__PROVIDED ENTRIES__:
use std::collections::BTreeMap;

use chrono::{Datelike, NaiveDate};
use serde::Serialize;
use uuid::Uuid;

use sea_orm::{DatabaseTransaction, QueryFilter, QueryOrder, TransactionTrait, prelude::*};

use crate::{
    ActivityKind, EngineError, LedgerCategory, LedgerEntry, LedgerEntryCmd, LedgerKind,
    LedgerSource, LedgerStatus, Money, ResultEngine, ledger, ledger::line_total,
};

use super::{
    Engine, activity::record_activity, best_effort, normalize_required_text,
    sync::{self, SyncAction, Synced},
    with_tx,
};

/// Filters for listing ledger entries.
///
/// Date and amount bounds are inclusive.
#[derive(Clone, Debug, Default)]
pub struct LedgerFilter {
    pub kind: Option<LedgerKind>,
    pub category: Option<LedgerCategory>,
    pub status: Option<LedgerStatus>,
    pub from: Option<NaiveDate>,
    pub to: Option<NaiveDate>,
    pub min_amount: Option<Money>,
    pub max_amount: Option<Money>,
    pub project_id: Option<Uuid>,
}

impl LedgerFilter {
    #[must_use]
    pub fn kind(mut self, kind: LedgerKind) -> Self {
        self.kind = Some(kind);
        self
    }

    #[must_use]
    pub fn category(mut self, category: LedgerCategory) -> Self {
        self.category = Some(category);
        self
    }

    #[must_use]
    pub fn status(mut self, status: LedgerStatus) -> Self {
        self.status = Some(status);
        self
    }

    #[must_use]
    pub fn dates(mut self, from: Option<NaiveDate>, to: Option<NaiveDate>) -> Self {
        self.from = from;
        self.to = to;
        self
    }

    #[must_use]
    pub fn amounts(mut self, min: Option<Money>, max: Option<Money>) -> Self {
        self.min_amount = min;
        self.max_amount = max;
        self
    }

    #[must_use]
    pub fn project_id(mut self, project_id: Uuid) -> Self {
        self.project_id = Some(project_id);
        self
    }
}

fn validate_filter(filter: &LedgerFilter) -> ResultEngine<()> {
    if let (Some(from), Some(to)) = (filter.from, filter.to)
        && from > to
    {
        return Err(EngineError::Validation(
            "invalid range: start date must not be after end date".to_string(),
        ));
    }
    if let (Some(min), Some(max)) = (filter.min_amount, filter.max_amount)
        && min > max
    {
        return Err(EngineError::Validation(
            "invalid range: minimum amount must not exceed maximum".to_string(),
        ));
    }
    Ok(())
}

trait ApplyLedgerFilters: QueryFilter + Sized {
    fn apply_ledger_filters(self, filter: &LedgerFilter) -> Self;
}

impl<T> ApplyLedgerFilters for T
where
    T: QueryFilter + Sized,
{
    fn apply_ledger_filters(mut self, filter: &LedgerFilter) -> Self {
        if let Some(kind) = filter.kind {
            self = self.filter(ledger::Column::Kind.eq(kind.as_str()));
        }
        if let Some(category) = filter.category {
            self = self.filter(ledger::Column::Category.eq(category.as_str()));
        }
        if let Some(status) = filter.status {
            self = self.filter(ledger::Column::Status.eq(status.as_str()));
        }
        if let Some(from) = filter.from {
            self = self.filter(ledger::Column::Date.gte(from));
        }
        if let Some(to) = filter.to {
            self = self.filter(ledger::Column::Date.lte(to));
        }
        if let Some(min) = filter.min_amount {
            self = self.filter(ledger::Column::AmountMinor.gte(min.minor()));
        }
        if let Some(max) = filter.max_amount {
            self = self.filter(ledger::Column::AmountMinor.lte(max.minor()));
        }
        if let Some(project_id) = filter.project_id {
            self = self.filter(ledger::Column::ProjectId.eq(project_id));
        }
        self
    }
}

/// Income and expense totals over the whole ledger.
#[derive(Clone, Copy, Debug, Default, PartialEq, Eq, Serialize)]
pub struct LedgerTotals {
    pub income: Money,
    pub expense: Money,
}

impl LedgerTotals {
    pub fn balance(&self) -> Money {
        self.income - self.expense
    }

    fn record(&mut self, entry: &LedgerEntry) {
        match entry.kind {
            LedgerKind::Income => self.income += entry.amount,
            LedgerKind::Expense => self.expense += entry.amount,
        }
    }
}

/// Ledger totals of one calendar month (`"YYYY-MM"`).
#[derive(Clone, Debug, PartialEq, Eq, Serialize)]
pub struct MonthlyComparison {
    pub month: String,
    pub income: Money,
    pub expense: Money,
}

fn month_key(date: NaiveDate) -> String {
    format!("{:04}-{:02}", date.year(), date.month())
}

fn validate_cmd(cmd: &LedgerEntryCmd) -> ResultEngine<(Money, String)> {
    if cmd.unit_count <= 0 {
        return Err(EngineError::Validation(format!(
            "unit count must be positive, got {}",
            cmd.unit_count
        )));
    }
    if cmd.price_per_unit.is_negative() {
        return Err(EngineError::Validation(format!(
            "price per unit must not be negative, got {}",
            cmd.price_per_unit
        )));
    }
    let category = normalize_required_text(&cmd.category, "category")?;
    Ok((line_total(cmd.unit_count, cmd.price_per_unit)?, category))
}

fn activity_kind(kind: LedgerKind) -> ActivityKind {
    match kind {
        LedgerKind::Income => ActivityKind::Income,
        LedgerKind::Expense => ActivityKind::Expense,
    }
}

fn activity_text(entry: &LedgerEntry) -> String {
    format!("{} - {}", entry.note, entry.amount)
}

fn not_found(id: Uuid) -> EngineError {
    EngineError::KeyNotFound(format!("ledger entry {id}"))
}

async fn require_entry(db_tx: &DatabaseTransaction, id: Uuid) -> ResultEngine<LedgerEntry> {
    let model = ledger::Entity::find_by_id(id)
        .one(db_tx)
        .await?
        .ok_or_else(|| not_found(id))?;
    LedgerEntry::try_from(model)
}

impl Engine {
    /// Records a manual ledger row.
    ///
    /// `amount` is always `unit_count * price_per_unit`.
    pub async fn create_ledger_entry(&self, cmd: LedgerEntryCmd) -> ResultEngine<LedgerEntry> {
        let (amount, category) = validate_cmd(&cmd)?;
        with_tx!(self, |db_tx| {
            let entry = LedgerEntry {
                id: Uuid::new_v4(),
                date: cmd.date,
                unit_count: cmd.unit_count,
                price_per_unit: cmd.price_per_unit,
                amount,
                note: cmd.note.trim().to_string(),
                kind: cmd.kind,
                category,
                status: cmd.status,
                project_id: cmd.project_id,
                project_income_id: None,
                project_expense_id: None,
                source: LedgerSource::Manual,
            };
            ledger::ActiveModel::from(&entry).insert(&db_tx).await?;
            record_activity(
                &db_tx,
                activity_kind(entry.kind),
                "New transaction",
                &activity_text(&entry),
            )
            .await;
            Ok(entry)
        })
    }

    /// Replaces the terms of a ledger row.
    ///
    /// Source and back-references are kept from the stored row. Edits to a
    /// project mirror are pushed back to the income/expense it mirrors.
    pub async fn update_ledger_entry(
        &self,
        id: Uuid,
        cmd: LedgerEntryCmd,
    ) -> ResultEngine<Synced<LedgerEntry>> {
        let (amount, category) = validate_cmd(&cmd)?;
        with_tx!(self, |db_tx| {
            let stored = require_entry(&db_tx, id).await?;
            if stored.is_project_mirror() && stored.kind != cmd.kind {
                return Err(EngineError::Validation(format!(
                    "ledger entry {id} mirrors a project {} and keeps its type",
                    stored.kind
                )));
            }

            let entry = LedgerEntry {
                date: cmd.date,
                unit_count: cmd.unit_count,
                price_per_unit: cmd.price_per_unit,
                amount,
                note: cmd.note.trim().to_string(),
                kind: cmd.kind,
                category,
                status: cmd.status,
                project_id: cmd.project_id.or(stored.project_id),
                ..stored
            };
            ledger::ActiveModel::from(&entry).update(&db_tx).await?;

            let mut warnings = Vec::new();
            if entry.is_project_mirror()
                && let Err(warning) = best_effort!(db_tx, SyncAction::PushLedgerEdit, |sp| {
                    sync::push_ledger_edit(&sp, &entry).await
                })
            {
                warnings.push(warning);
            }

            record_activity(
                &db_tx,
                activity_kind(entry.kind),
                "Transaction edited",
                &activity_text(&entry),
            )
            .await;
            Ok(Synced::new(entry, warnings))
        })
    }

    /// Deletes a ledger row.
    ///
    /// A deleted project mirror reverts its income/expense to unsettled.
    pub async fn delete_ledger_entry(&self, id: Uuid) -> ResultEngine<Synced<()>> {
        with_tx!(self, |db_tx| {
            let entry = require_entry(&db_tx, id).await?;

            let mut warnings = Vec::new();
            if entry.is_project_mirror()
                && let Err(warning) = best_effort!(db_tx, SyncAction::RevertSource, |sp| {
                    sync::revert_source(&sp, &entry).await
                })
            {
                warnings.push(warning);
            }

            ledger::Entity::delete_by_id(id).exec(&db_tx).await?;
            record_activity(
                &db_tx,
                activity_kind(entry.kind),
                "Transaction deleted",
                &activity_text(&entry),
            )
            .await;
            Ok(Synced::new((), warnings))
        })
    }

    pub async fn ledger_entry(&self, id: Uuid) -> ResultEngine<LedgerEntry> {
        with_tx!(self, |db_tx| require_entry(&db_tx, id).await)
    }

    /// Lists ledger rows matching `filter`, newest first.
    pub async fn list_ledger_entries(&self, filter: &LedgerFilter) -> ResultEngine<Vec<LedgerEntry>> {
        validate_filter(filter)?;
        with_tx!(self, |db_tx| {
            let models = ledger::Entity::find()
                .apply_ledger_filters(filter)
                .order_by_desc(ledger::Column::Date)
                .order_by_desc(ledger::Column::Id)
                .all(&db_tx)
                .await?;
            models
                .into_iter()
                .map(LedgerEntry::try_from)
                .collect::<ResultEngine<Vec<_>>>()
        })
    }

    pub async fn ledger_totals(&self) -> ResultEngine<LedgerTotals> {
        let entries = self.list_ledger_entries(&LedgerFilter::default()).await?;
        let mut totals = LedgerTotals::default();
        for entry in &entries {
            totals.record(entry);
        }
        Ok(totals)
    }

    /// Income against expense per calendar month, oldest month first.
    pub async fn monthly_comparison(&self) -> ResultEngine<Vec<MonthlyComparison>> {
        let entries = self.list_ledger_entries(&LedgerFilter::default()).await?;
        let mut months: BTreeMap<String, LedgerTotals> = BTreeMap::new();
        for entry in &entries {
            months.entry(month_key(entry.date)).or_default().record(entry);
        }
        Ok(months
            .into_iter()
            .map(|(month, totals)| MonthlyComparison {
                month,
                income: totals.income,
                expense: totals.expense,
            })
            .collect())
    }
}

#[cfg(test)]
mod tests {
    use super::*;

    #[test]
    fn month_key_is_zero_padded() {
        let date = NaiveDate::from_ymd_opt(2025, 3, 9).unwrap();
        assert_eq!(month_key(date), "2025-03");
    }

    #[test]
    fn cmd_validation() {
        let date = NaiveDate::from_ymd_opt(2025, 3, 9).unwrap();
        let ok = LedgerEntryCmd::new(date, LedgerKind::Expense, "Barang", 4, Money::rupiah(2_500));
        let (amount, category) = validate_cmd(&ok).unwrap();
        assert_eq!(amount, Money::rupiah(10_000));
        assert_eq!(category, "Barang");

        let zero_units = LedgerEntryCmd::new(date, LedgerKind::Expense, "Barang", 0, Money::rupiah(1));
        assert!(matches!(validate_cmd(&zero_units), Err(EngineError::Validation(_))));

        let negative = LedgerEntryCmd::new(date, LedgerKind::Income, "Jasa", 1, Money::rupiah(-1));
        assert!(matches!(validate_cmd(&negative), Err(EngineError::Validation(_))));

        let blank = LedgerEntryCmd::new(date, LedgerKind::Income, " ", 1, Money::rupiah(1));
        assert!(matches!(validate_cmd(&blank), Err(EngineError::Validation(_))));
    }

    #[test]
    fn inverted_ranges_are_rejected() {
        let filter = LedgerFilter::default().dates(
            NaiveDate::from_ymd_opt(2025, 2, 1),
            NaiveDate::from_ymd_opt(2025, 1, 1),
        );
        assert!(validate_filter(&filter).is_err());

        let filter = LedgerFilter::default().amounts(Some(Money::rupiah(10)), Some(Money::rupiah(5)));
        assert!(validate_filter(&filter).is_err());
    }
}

__ACTIVITY__:
Filter the preceding entries down to the lines with "QueryFilter".

__EXERCISE SOLUTION__:
use sea_orm::{DatabaseTransaction, QueryFilter, QueryOrder, TransactionTrait, prelude::*};
trait ApplyLedgerFilters: QueryFilter + Sized {
    T: QueryFilter + Sized,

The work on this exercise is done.